# Task item
Report every line of the data where the string "connection" appears.

# Information
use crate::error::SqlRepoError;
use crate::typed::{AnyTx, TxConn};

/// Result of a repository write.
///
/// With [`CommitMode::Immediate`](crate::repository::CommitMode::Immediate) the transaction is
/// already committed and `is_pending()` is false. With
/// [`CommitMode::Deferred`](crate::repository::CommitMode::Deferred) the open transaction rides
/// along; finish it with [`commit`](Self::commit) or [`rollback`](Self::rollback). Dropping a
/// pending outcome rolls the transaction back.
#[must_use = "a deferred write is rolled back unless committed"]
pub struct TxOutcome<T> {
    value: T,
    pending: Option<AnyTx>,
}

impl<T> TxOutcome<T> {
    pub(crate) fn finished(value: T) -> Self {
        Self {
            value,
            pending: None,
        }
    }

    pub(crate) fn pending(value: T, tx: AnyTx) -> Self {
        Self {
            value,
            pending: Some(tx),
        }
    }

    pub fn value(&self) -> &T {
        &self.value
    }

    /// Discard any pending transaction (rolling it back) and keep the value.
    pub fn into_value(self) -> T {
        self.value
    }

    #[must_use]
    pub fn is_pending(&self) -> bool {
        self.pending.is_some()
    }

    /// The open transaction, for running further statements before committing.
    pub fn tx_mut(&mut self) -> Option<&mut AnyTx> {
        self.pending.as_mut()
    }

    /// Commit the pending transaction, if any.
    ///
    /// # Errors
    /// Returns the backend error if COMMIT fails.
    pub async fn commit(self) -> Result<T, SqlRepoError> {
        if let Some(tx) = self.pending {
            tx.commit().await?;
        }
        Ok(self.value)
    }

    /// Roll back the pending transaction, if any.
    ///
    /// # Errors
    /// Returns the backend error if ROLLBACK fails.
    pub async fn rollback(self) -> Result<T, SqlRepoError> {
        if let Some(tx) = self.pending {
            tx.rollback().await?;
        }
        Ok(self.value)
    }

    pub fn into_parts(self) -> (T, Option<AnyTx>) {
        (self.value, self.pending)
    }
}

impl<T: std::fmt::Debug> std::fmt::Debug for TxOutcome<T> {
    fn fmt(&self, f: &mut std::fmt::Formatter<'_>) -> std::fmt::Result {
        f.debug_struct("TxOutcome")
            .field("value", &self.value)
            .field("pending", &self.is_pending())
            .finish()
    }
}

==

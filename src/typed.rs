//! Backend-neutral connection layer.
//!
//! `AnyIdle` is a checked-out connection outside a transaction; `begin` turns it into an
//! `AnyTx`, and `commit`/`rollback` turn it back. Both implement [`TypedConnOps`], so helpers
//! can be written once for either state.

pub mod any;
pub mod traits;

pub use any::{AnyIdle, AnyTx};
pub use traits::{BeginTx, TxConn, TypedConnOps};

# Answer
//! Backend-neutral connection layer.
//! `AnyIdle` is a checked-out connection outside a transaction; `begin` turns it into an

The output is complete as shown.